Species, strain, and sex were usually described (77, 100%; 67, 87%; and 59, 77%, respectively); however, age (29, 38%), developmental stage (27, 35%), and description of baseline characteristics in treatment groups (23, 31%) were often missing (Table 2).

Reporting in the results section (outcomes)

Extra (31, 40%), unaccounted for (53, 69%), and excluded animals (57, 74%) were common. Extra animals were defined as follows: the number of animals used in the Results section is different from and higher than that stated in Methods section. Unaccounted for animals was defined as follows: the number of animals used in most analyses was lesser than the number given in the Methods section for unclear reasons. Excluded animals were defined as follows: animals that were stated to be used in the experiments were excluded from the majority of analyses. Outcomes were often reported without denominators in text and tables/graphs (31, 40%). Most studies performed >40 statistical analyses (49, 64%), often of post hoc outcomes (37, 48%), with mention of negative (15, 20%) or toxicity (applicable if a drug was being studied; 11/49, 22%) outcomes uncommon (Table 2).

The discussion section

Internal validity limitations were rarely discussed (7, 9%). External validity (to humans) was mentioned in 71 (92%); however, limitations to this external validity were often not mentioned (32/71, 45%) (Table 3).

Composite outcomes

Fourteen (18%) met the composite outcome of reporting any randomization, any blinding, and numbers given with denominators for most outcomes; only 8 (10%) met the composite outcome of the aforementioned criteria and adding meeting our primary outcome of animal descriptors (Table 4).

Funding sources

Funding source was reported for 69 (90%) of the publications. Most studies were funded using public dollars, either from government (51/69, 74%) and/or foundation/charity (34/69, 49%); industry funding was uncommon (11/69, 16%).

Subgroups

Sepsis models (n = 27) and studies in the higher-impact journal were lower in quality (less often reporting randomization, stating animal numbers in the Methods section, and reporting animal weight; all p ≤ 0.004). Adult animal studies more often reported sex and our primary outcome of animal descriptors (p < 0.01). The post hoc subgroup of nonrodent/nonrabbit (vs. rodent/rabbit) AR showed few differences in quality practices (Table 5). The nonrodent/nonrabbit publications more often compared baseline characteristics of treatment groups and mentioned limitation to external validity; they less often had extra animals used in the results that were not mentioned in the Methods. However, they have more often missing animal numbers in most tables/graphs and did not have better reporting of the composite quality outcomes.

Discussion

The reported methodological quality of AR in three high-impact critical care journals during 6 months of 2012 was poor. This is important for several reasons. First, poor attention to reporting optimal methodology in AR confounds the interpretation and extrapolation of experimental results [5],[27]–[31]. Thus, attention to reporting methodological quality is necessary to performing reliable quality research. Second, the interests of sentient animals in avoiding harm ought to be given more consideration in the reporting of AR [42],[43]. The ethical justification of biomedical AR that can harm animals (by any associated distress and death) usually includes reference to its necessity for producing large benefits to human medicine [1],[2],[44]. Thus, this ethical justification of AR assumes the reporting of high-quality research necessary to produce these benefits [1],[2],[6],[45]. Third, attempted translation to humans from methodologically weak AR unnecessarily puts humans at risk and wastes scarce research resources. Fourth, these publications are, arguably, the public face of science using mostly public funds. Unless the methodological quality of AR reporting improves, AR is at risk of losing public support. Recent surveys suggest public support for AR is based on the assumption that attention to the 3Rs (refinement, reduction, replacement) is a priority; public support for AR is far from universal and may be tenuous [46]–[48].

We reported separately the ethical quality of the same AR publications examined here and found that it was poor [39]. Few publications (5/71, 7%) reported monitoring the level of anesthesia during invasive procedures, even when muscle paralytics were used (2/12, 17%). Few publications reported monitoring (2/49, 4%) or treatment (7/49, 14%) of expected pain.

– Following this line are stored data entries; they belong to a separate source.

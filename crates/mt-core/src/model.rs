//! Model and model-version records

use crate::names::{ModelName, ProjectName};
use chrono::NaiveDateTime;
use serde::{Deserialize, Serialize};
use std::collections::BTreeMap;
use std::fmt;

/// Identity of a model: `(project, name)`
#[derive(Debug, Clone, PartialEq, Eq, Hash, PartialOrd, Ord, Serialize, Deserialize)]
pub struct ModelId {
    pub project: ProjectName,
    pub name: ModelName,
}

impl ModelId {
    pub fn new(project: ProjectName, name: ModelName) -> Self {
        Self { project, name }
    }
}

impl fmt::Display for ModelId {
    fn fmt(&self, f: &mut fmt::Formatter<'_>) -> fmt::Result {
        write!(f, "{}.{}", self.project, self.name)
    }
}

/// Training state of a model version
#[derive(Debug, Clone, Copy, PartialEq, Eq, Hash, Serialize, Deserialize)]
#[serde(rename_all = "lowercase")]
pub enum VersionStatus {
    Generating,
    Complete,
    Error,
}

impl VersionStatus {
    pub fn as_str(&self) -> &'static str {
        match self {
            VersionStatus::Generating => "generating",
            VersionStatus::Complete => "complete",
            VersionStatus::Error => "error",
        }
    }

    /// Parse the stored representation
    pub fn parse(s: &str) -> Option<Self> {
        match s {
            "generating" => Some(VersionStatus::Generating),
            "complete" => Some(VersionStatus::Complete),
            "error" => Some(VersionStatus::Error),
            _ => None,
        }
    }

    /// Whether training has finished, successfully or not
    pub fn is_terminal(&self) -> bool {
        !matches!(self, VersionStatus::Generating)
    }
}

impl fmt::Display for VersionStatus {
    fn fmt(&self, f: &mut fmt::Formatter<'_>) -> fmt::Result {
        f.write_str(self.as_str())
    }
}

/// One trained (or training) version of a model
#[derive(Debug, Clone, PartialEq, Serialize)]
pub struct ModelVersion {
    pub model: ModelId,
    /// Positive, strictly increasing per model, never reused
    pub version: u32,
    pub status: VersionStatus,
    pub engine: String,
    pub predict: Option<String>,
    pub tag: Option<String>,
    pub training_query: Option<String>,
    pub options: BTreeMap<String, String>,
    /// Whether completion should make this version active
    pub activate_on_complete: bool,
    pub error: Option<String>,
    pub created_at: NaiveDateTime,
    pub completed_at: Option<NaiveDateTime>,
}

impl ModelVersion {
    pub fn is_complete(&self) -> bool {
        self.status == VersionStatus::Complete
    }
}

/// A model and its version pointers
#[derive(Debug, Clone, PartialEq, Serialize)]
pub struct ModelRecord {
    pub id: ModelId,
    pub engine: String,
    /// The single active version; `None` until the first completion
    pub active_version: Option<u32>,
    /// Highest version number ever allocated, including deleted versions
    pub last_version: u32,
    pub created_at: NaiveDateTime,
}

impl ModelRecord {
    pub fn is_active(&self, version: u32) -> bool {
        self.active_version == Some(version)
    }
}

/// Parameters of a CREATE or RETRAIN request.
///
/// Unset fields on retrain inherit from the currently active version.
#[derive(Debug, Clone, Default, PartialEq, Serialize, Deserialize)]
pub struct TrainingParams {
    pub engine: Option<String>,
    pub predict: Option<String>,
    pub tag: Option<String>,
    pub training_query: Option<String>,
    #[serde(default)]
    pub options: BTreeMap<String, String>,
    /// `Some(false)` keeps the current active version after completion
    pub active: Option<bool>,
    /// Block until training finishes (bounded poll)
    #[serde(default)]
    pub wait: bool,
}

impl TrainingParams {
    pub fn predict(mut self, target: impl Into<String>) -> Self {
        self.predict = Some(target.into());
        self
    }

    pub fn tag(mut self, tag: impl Into<String>) -> Self {
        self.tag = Some(tag.into());
        self
    }

    pub fn engine(mut self, engine: impl Into<String>) -> Self {
        self.engine = Some(engine.into());
        self
    }

    pub fn training_query(mut self, sql: impl Into<String>) -> Self {
        self.training_query = Some(sql.into());
        self
    }

    pub fn option(mut self, key: impl Into<String>, value: impl Into<String>) -> Self {
        self.options.insert(key.into(), value.into());
        self
    }

    pub fn active(mut self, active: bool) -> Self {
        self.active = Some(active);
        self
    }

    pub fn wait(mut self) -> Self {
        self.wait = true;
        self
    }
}
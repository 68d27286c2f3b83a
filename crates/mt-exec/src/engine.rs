//! QueryEngine: parse, lower, bind and execute SQL against one deployment

use crate::error::{ExecError, ExecResult};
use crate::executor::Executor;
use crate::lowering::lower_statement;
use crate::plan::{Plan, RelationRef, Scan};
use crate::resolver::{Resolved, Resolver};
use async_trait::async_trait;
use mt_core::config::{ExecutionConfig, TrainingConfig};
use mt_core::{Clock, ProjectName, RowBatch, ScalarType, ViewName};
use mt_db::DataSource;
use mt_meta::{MetaError, MetaStore, ViewRecord};
use mt_models::{
    EngineRegistry, ModelError, ModelResult, ModelVersionManager, PredictorAdapter,
    TrainingDataLoader,
};
use mt_sql::SqlParser;
use sqlparser::ast::Statement;
use std::collections::BTreeMap;
use std::sync::Arc;

/// Entry point for running queries.
///
/// Owns the model manager and the registered data sources. Call
/// [`into_shared`](Self::into_shared) once configured so that training
/// queries can be routed back through the engine.
pub struct QueryEngine {
    store: Arc<dyn MetaStore>,
    models: Arc<ModelVersionManager>,
    predictor: PredictorAdapter,
    sources: BTreeMap<String, Arc<dyn DataSource>>,
    parser: SqlParser,
    clock: Arc<dyn Clock>,
    settings: ExecutionConfig,
}

impl QueryEngine {
    pub fn new(
        store: Arc<dyn MetaStore>,
        engines: Arc<EngineRegistry>,
        clock: Arc<dyn Clock>,
        settings: ExecutionConfig,
        training: TrainingConfig,
    ) -> Self {
        let models = Arc::new(ModelVersionManager::new(
            Arc::clone(&store),
            Arc::clone(&engines),
            Arc::clone(&clock),
            training,
        ));
        let predictor = PredictorAdapter::new(engines, settings.predict_timeout());
        Self {
            store,
            models,
            predictor,
            sources: BTreeMap::new(),
            parser: SqlParser::duckdb(),
            clock,
            settings,
        }
    }

    /// Register a data source under its own name
    pub fn register_source(&mut self, source: Arc<dyn DataSource>) {
        log::debug!(
            "Registered {} source '{}'",
            source.source_type(),
            source.name()
        );
        self.sources
            .insert(source.name().to_ascii_lowercase(), source);
    }

    pub fn with_source(mut self, source: Arc<dyn DataSource>) -> Self {
        self.register_source(source);
        self
    }

    /// Freeze the engine and install it as the model manager's training
    /// data loader
    pub fn into_shared(self) -> Arc<Self> {
        let engine = Arc::new(self);
        let loader: Arc<dyn TrainingDataLoader> = engine.clone();
        engine.models.set_training_loader(Arc::downgrade(&loader));
        engine
    }

    pub fn models(&self) -> &Arc<ModelVersionManager> {
        &self.models
    }

    pub fn store(&self) -> &Arc<dyn MetaStore> {
        &self.store
    }

    pub fn clock(&self) -> &Arc<dyn Clock> {
        &self.clock
    }

    pub fn source_names(&self) -> Vec<&str> {
        self.sources.values().map(|s| s.name()).collect()
    }

    fn resolver(&self, project: &ProjectName) -> Resolver<'_> {
        Resolver::new(
            self.store.as_ref(),
            &self.models,
            &self.sources,
            &self.parser,
            project.clone(),
        )
    }

    fn executor(&self) -> Executor<'_> {
        Executor::new(self.store.as_ref(), &self.predictor, &self.settings)
    }

    /// Run every `;`-separated statement in order and return the last result
    pub async fn execute_sql(&self, project: &ProjectName, sql: &str) -> ExecResult<RowBatch> {
        let statements = self.parser.parse(sql)?;
        let mut last = RowBatch::default();
        for statement in &statements {
            last = self.execute_statement(project, statement).await?;
        }
        Ok(last)
    }

    async fn execute_statement(
        &self,
        project: &ProjectName,
        statement: &Statement,
    ) -> ExecResult<RowBatch> {
        let mut plan = lower_statement(statement)?;
        self.resolver(project).bind(&mut plan)?;
        let batch = self.executor().execute(&plan).await?;
        log::debug!("Query returned {} rows", batch.len());
        Ok(batch)
    }

    /// Lowered and bound plan of a single statement
    pub fn plan_sql(&self, project: &ProjectName, sql: &str) -> ExecResult<Plan> {
        let statement = self.parser.parse_single(sql)?;
        let mut plan = lower_statement(&statement)?;
        self.resolver(project).bind(&mut plan)?;
        Ok(plan)
    }

    /// Column names and types of any relation an identifier can denote
    pub async fn describe_relation(
        &self,
        project: &ProjectName,
        name: &str,
    ) -> ExecResult<Vec<(String, ScalarType)>> {
        let relation = RelationRef::parse(name)
            .ok_or_else(|| ExecError::RelationNotFound(name.to_string()))?;
        let resolver = self.resolver(project);
        match resolver.resolve(&relation)? {
            Resolved::Table { source, relation } => Ok(source.describe(&relation).await?),
            Resolved::Predictor(version) => Ok(self.predictor.output_columns(&version)?),
            Resolved::System { table, project } => Ok(table
                .scan(self.store.as_ref(), project.as_ref())?
                .infer_types()),
            Resolved::View(_) => {
                let mut plan = Plan::Scan(Scan {
                    relation,
                    alias: None,
                    source: None,
                });
                resolver.bind(&mut plan)?;
                Ok(self.executor().execute(&plan).await?.infer_types())
            }
        }
    }

    /// Store a view after checking that its query is executable SQL
    pub fn create_view(&self, project: &ProjectName, name: &str, query: &str) -> ExecResult<()> {
        let name = ViewName::try_new(name)?;
        let statement = self.parser.parse_single(query)?;
        lower_statement(&statement)?;

        let view = ViewRecord {
            project: project.clone(),
            name: name.clone(),
            query: query.trim().to_string(),
            created_at: self.clock.now(),
        };
        match self.store.create_view(&view) {
            Ok(()) => {
                log::info!("Created view {}.{}", project, name);
                Ok(())
            }
            Err(MetaError::AlreadyExists { .. }) => {
                Err(ExecError::ViewExists(format!("{}.{}", project, name)))
            }
            Err(e) => Err(e.into()),
        }
    }

    pub fn drop_view(&self, project: &ProjectName, name: &str) -> ExecResult<()> {
        if !self.store.drop_view(project, name)? {
            return Err(ExecError::ViewNotFound(format!("{}.{}", project, name)));
        }
        log::info!("Dropped view {}.{}", project, name);
        Ok(())
    }
}

#[async_trait]
impl TrainingDataLoader for QueryEngine {
    async fn load(&self, project: &ProjectName, query: &str) -> ModelResult<RowBatch> {
        self.execute_sql(project, query)
            .await
            .map_err(|e| ModelError::TrainingData(e.to_string()))
    }
}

When euthanasia was used, the method was reported for 38/65 (59%) of publications; in these, euthanasia was reported to be of an acceptable or justified conditionally acceptable method for the species in 16/38 (42%). [39]. This adds to the problem of translation from AR to humans because pain and distress cause changes in physiology, immunology, and behavior that confound interpretation and extrapolation of experimental results [49],[50].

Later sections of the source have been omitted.